Collection entries
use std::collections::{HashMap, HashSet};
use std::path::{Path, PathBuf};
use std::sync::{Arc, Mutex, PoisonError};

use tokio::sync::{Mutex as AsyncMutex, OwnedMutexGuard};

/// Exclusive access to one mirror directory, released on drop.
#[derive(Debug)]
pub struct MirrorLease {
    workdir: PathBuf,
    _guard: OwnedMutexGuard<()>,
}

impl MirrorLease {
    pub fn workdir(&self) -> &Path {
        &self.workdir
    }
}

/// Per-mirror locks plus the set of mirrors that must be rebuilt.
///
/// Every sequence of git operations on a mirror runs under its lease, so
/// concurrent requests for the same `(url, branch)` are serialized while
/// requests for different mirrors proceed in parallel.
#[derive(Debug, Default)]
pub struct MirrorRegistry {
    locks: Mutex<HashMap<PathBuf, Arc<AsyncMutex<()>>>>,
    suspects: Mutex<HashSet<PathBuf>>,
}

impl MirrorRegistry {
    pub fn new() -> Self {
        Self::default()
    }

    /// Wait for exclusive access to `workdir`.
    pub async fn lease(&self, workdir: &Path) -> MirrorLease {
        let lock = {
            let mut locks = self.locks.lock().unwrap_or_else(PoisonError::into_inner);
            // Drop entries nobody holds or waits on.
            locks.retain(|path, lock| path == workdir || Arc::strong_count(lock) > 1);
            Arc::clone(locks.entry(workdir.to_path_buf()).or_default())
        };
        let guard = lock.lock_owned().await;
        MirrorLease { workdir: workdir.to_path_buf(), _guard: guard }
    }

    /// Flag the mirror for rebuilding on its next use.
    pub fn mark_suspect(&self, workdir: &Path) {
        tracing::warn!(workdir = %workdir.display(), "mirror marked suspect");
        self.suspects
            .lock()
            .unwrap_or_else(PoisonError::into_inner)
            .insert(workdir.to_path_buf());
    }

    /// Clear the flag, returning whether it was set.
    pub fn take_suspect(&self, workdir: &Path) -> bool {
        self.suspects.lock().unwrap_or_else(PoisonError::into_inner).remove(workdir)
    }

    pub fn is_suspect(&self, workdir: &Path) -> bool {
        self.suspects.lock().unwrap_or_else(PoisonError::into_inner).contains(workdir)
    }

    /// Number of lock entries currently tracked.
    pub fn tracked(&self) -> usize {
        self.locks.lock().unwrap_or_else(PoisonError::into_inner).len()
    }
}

# Task description
What is needed is an exact copy of the lines from the one containing "entries currently tracked." through the last line of the records above, both included.

# Answer space
    /// Number of lock entries currently tracked.
    pub fn tracked(&self) -> usize {
        self.locks.lock().unwrap_or_else(PoisonError::into_inner).len()
    }
}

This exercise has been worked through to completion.